Dataset excerpts

>>

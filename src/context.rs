/*
 * Copyright Amazon.com, Inc. or its affiliates. All Rights Reserved.
 * SPDX-License-Identifier: Apache-2.0
 */

//! Per-attempt state, threaded through the condition, capacity, and backoff components by the
//! driver. All mutation is explicit: a component reads and writes this struct directly rather
//! than reaching into ambient state shared across attempts.

use crate::failure::Failure;
use std::any::Any;
use std::collections::HashMap;
use std::time::Duration;

/// The amount of capacity acquired for the current attempt, stashed here by
/// [`RequestCapacity::should_attempt_request`](crate::capacity::RequestCapacity::should_attempt_request)
/// so that `request_succeeded` knows how much to release.
pub(crate) const LAST_ACQUIRED_KEY: &str = "retry_core.last_acquired";

/// A typed side-channel for components to stash per-attempt scratch data.
///
/// This is intentionally a small `HashMap<String, Box<dyn Any>>` rather than a set of dedicated
/// fields on [`AttemptContext`]: the core ships one consumer (the token bucket's last-acquired
/// amount) but the shape needs to stay open for a capacity implementation supplied by a caller.
#[derive(Default)]
pub struct Attributes(HashMap<String, Box<dyn Any + Send + Sync>>);

impl Attributes {
    fn new() -> Self {
        Self::default()
    }

    /// Store a value under `key`, overwriting any previous value.
    pub fn put<T: Send + Sync + 'static>(&mut self, key: &str, value: T) {
        self.0.insert(key.to_string(), Box::new(value));
    }

    /// Retrieve a previously stored value of type `T`.
    pub fn get<T: 'static>(&self, key: &str) -> Option<&T> {
        self.0.get(key).and_then(|v| v.downcast_ref::<T>())
    }

    /// Remove and return a previously stored value of type `T`.
    pub fn take<T: 'static>(&mut self, key: &str) -> Option<T> {
        self.0.remove(key).and_then(|v| v.downcast::<T>().ok()).map(|b| *b)
    }
}

impl std::fmt::Debug for Attributes {
    fn fmt(&self, f: &mut std::fmt::Formatter<'_>) -> std::fmt::Result {
        f.debug_struct("Attributes")
            .field("keys", &self.0.keys().collect::<Vec<_>>())
            .finish()
    }
}

/// Per-request, per-attempt state. Created before attempt 1 by the
/// [`AttemptDriver`](crate::driver::AttemptDriver), mutated only by the driver, and dropped when
/// the request terminates.
#[derive(Debug)]
pub struct AttemptContext {
    attempt_number: u32,
    last_failure: Option<Failure>,
    last_response_status: Option<u16>,
    last_backoff_delay: Duration,
    retry_info_header: String,
    attributes: Attributes,
}

impl AttemptContext {
    /// Construct the context for the first attempt (`attempt_number == 1`).
    pub fn new() -> Self {
        Self {
            attempt_number: 1,
            last_failure: None,
            last_response_status: None,
            last_backoff_delay: Duration::ZERO,
            retry_info_header: String::new(),
            attributes: Attributes::new(),
        }
    }

    /// The current attempt number; `1` for the first attempt.
    pub fn attempt_number(&self) -> u32 {
        self.attempt_number
    }

    /// The number of retries attempted so far: `max(0, attempt_number - 1)`.
    pub fn retries_attempted(&self) -> u32 {
        self.attempt_number.saturating_sub(1)
    }

    /// The most recent failure, if any attempt has failed yet.
    pub fn last_failure(&self) -> Option<&Failure> {
        self.last_failure.as_ref()
    }

    /// The status code of the most recent response, if one was received.
    pub fn last_response_status(&self) -> Option<u16> {
        self.last_response_status
    }

    /// The backoff delay computed before the current attempt (`0` on the first attempt).
    pub fn last_backoff_delay(&self) -> Duration {
        self.last_backoff_delay
    }

    /// The `<retries>/<backoff-ms>/<remaining-capacity>` value computed for the current attempt,
    /// to be attached to the outgoing request before dispatch.
    pub fn retry_info_header(&self) -> &str {
        &self.retry_info_header
    }

    /// The per-attempt attribute side-channel.
    pub fn attributes(&self) -> &Attributes {
        &self.attributes
    }

    /// Mutable access to the per-attempt attribute side-channel.
    pub fn attributes_mut(&mut self) -> &mut Attributes {
        &mut self.attributes
    }

    pub(crate) fn begin_next_attempt(&mut self) {
        self.attempt_number += 1;
    }

    pub(crate) fn record_failure(&mut self, failure: Failure) {
        self.last_response_status = failure.status_code();
        self.last_failure = Some(failure);
    }

    pub(crate) fn record_success(&mut self, status: Option<u16>) {
        self.last_failure = None;
        self.last_response_status = status;
    }

    pub(crate) fn set_last_backoff_delay(&mut self, delay: Duration) {
        self.last_backoff_delay = delay;
    }

    pub(crate) fn set_retry_info_header(&mut self, header: String) {
        self.retry_info_header = header;
    }
}

impl Default for AttemptContext {
    fn default() -> Self {
        Self::new()
    }
}
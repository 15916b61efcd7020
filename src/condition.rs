/*
 * Copyright Amazon.com, Inc. or its affiliates. All Rights Reserved.
 * SPDX-License-Identifier: Apache-2.0
 */

//! Whether a failed attempt should be retried at all, independent of admission control.

use crate::context::AttemptContext;
use crate::failure::FailureClassifier;
use std::fmt::Debug;
use std::sync::Arc;

/// A predicate deciding whether a failed request should be retried.
///
/// Composed via [`And`] rather than inheritance: the set of conditions a policy can express is
/// closed over conjunction of the variants this crate ships.
pub trait RetryCondition: Debug + Send + Sync {
    /// True if the request described by `ctx` (whose most recent attempt has already failed)
    /// should be retried.
    fn should_retry(&self, ctx: &AttemptContext) -> bool;

    /// Called once a request completes successfully, in case a condition tracks state across
    /// attempts. The default implementation does nothing.
    fn request_succeeded(&self, _ctx: &AttemptContext) {}
}

/// Retries until a fixed number of retries have been attempted.
#[derive(Debug, Clone, Copy)]
pub struct MaxNumberOfRetries(pub u32);

impl RetryCondition for MaxNumberOfRetries {
    fn should_retry(&self, ctx: &AttemptContext) -> bool {
        ctx.retries_attempted() < self.0
    }
}

/// Retries based on [`FailureClassifier::is_retryable`].
#[derive(Debug, Clone)]
pub struct DefaultClassifierCondition {
    classifier: Arc<dyn FailureClassifier>,
}

impl DefaultClassifierCondition {
    /// Build a condition delegating to `classifier`.
    pub fn new(classifier: Arc<dyn FailureClassifier>) -> Self {
        Self { classifier }
    }
}

impl RetryCondition for DefaultClassifierCondition {
    fn should_retry(&self, ctx: &AttemptContext) -> bool {
        ctx.last_failure()
            .is_some_and(|failure| self.classifier.is_retryable(failure))
    }
}

/// The conjunction of a list of conditions, short-circuiting on the first that refuses.
///
/// An empty list retries nothing, matching the behavior of [`Never`].
#[derive(Debug, Clone)]
pub struct And(pub Vec<Arc<dyn RetryCondition>>);

impl And {
    /// Build a conjunction over `conditions`, evaluated in order.
    pub fn new(conditions: Vec<Arc<dyn RetryCondition>>) -> Self {
        Self(conditions)
    }
}

impl RetryCondition for And {
    fn should_retry(&self, ctx: &AttemptContext) -> bool {
        !self.0.is_empty() && self.0.iter().all(|condition| condition.should_retry(ctx))
    }

    fn request_succeeded(&self, ctx: &AttemptContext) {
        for condition in &self.0 {
            condition.request_succeeded(ctx);
        }
    }
}

/// Never retries. Used by [`RetryPolicy::none`](crate::policy::RetryPolicy::none).
#[derive(Debug, Clone, Copy, Default)]
pub struct Never;

impl RetryCondition for Never {
    fn should_retry(&self, _ctx: &AttemptContext) -> bool {
        false
    }
}

#[cfg(test)]
mod tests {
    use super::*;
    use crate::failure::{DefaultFailureClassifier, Failure, FailureKind};

    #[test]
    fn max_number_of_retries_stops_at_the_limit() {
        let condition = MaxNumberOfRetries(2);
        let mut ctx = AttemptContext::new();
        assert!(condition.should_retry(&ctx));
        ctx.begin_next_attempt();
        assert!(condition.should_retry(&ctx));
        ctx.begin_next_attempt();
        assert!(!condition.should_retry(&ctx));
    }

    #[test]
    fn default_classifier_condition_defers_to_classifier() {
        let condition = DefaultClassifierCondition::new(Arc::new(DefaultFailureClassifier::new()));
        let mut ctx = AttemptContext::new();
        ctx.record_failure(Failure::new(FailureKind::ClientNonRetryable, "bad request"));
        assert!(!condition.should_retry(&ctx));

        ctx.record_failure(Failure::new(FailureKind::ServiceTransient, "try again"));
        assert!(condition.should_retry(&ctx));
    }

    #[test]
    fn and_short_circuits_and_requires_nonempty() {
        let always = Arc::new(MaxNumberOfRetries(u32::MAX));
        let never = Arc::new(Never);
        let combined = And::new(vec![always, never]);
        let ctx = AttemptContext::new();
        assert!(!combined.should_retry(&ctx));

        let empty = And::new(vec![]);
        assert!(!empty.should_retry(&ctx));
    }

    #[test]
    fn never_never_retries() {
        let ctx = AttemptContext::new();
        assert!(!Never.should_retry(&ctx));
    }
}
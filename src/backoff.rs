/*
 * Copyright Amazon.com, Inc. or its affiliates. All Rights Reserved.
 * SPDX-License-Identifier: Apache-2.0
 */

//! Computes how long to wait before dispatching the next attempt.

use crate::context::AttemptContext;
use std::fmt::Debug;
use std::time::Duration;

/// A strategy for computing the delay before the next retry attempt.
pub trait BackoffStrategy: Debug + Send + Sync {
    /// The delay to wait before dispatching the attempt described by `ctx`.
    fn compute_delay_before_next_retry(&self, ctx: &AttemptContext) -> Duration;
}

/// Never waits. Useful for `RetryPolicy::none()` and for tests that want deterministic timing.
#[derive(Debug, Clone, Copy, Default)]
pub struct NoBackoff;

impl BackoffStrategy for NoBackoff {
    fn compute_delay_before_next_retry(&self, _ctx: &AttemptContext) -> Duration {
        Duration::ZERO
    }
}

/// Exponential backoff with full jitter: `delay = uniform(0, min(cap, base * 2^retries))`.
///
/// `fastrand`'s thread-local generator is used for the jitter draw, so this type is cheap to
/// share across attempts without coordinating a shared RNG.
#[derive(Debug, Clone, Copy)]
pub struct FullJitterBackoff {
    base: Duration,
    cap: Duration,
}

impl FullJitterBackoff {
    /// Build a backoff strategy with an explicit base and cap.
    pub fn new(base: Duration, cap: Duration) -> Self {
        Self { base, cap }
    }

    /// The default backoff used for ordinary (non-throttling) retries: 100ms base, 20s cap.
    pub fn default_retry() -> Self {
        Self::new(Duration::from_millis(100), Duration::from_secs(20))
    }

    /// The default backoff used for throttling retries: 500ms base, 20s cap.
    pub fn default_throttling_retry() -> Self {
        Self::new(Duration::from_millis(500), Duration::from_secs(20))
    }
}

impl BackoffStrategy for FullJitterBackoff {
    fn compute_delay_before_next_retry(&self, ctx: &AttemptContext) -> Duration {
        // Exponent is `retries_attempted()` (1 on the first retry), one step more aggressive
        // than an exponent based on completed attempts minus one. Both read "prior attempts" at
        // the point the delay is computed; this crate counts from retries, not attempts.
        let retries = ctx.retries_attempted();
        let exponential = self
            .base
            .checked_mul(1u32.checked_shl(retries).unwrap_or(u32::MAX))
            .unwrap_or(self.cap);
        let bound = exponential.min(self.cap);
        let jittered_millis = fastrand::u64(0..=bound.as_millis() as u64);
        Duration::from_millis(jittered_millis)
    }
}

<<

WHAT THIS TASK INVOLVES:
All lines of the entries above where "retried" turns up should be reported.

EXERCISE OUTPUT:
//! Whether a failed attempt should be retried at all, independent of admission control.
/// A predicate deciding whether a failed request should be retried.
    /// should be retried.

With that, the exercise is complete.